- **Exercise**
Restate the records in full, keeping every word as it is.

- **Source data**
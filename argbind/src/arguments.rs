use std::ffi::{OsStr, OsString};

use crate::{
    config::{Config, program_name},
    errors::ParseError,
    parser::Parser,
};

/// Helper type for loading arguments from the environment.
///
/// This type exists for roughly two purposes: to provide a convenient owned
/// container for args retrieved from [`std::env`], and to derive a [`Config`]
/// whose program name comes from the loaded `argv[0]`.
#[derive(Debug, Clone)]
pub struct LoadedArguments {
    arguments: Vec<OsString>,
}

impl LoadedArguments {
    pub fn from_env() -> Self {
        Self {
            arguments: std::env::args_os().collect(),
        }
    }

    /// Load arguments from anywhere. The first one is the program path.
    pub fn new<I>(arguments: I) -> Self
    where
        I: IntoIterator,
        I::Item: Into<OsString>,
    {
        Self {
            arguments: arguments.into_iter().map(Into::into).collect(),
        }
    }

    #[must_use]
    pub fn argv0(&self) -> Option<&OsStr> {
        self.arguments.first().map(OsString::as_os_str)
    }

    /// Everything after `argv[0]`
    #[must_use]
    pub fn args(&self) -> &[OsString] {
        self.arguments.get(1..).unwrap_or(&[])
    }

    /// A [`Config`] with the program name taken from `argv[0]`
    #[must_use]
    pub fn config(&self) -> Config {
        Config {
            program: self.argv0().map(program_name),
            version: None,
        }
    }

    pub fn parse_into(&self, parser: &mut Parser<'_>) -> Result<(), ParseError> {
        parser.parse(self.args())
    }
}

- **Exercise answer**
filename argbind/src/arguments.rs
use std::ffi::{OsStr, OsString};

use crate::{
    config::{Config, program_name},
    errors::ParseError,
    parser::Parser,
};

/// Helper type for loading arguments from the environment.
///
/// This type exists for roughly two purposes: to provide a convenient owned
/// container for args retrieved from [`std::env`], and to derive a [`Config`]
/// whose program name comes from the loaded `argv[0]`.
#[derive(Debug, Clone)]
pub struct LoadedArguments {
    arguments: Vec<OsString>,
}

impl LoadedArguments {
    pub fn from_env() -> Self {
        Self {
            arguments: std::env::args_os().collect(),
        }
    }

    /// Load arguments from anywhere. The first one is the program path.
    pub fn new<I>(arguments: I) -> Self
    where
        I: IntoIterator,
        I::Item: Into<OsString>,
    {
        Self {
            arguments: arguments.into_iter().map(Into::into).collect(),
        }
    }

    #[must_use]
    pub fn argv0(&self) -> Option<&OsStr> {
        self.arguments.first().map(OsString::as_os_str)
    }

    /// Everything after `argv[0]`
    #[must_use]
    pub fn args(&self) -> &[OsString] {
        self.arguments.get(1..).unwrap_or(&[])
    }

    /// A [`Config`] with the program name taken from `argv[0]`
    #[must_use]
    pub fn config(&self) -> Config {
        Config {
            program: self.argv0().map(program_name),
            version: None,
        }
    }

    pub fn parse_into(&self, parser: &mut Parser<'_>) -> Result<(), ParseError> {
        parser.parse(self.args())
    }
}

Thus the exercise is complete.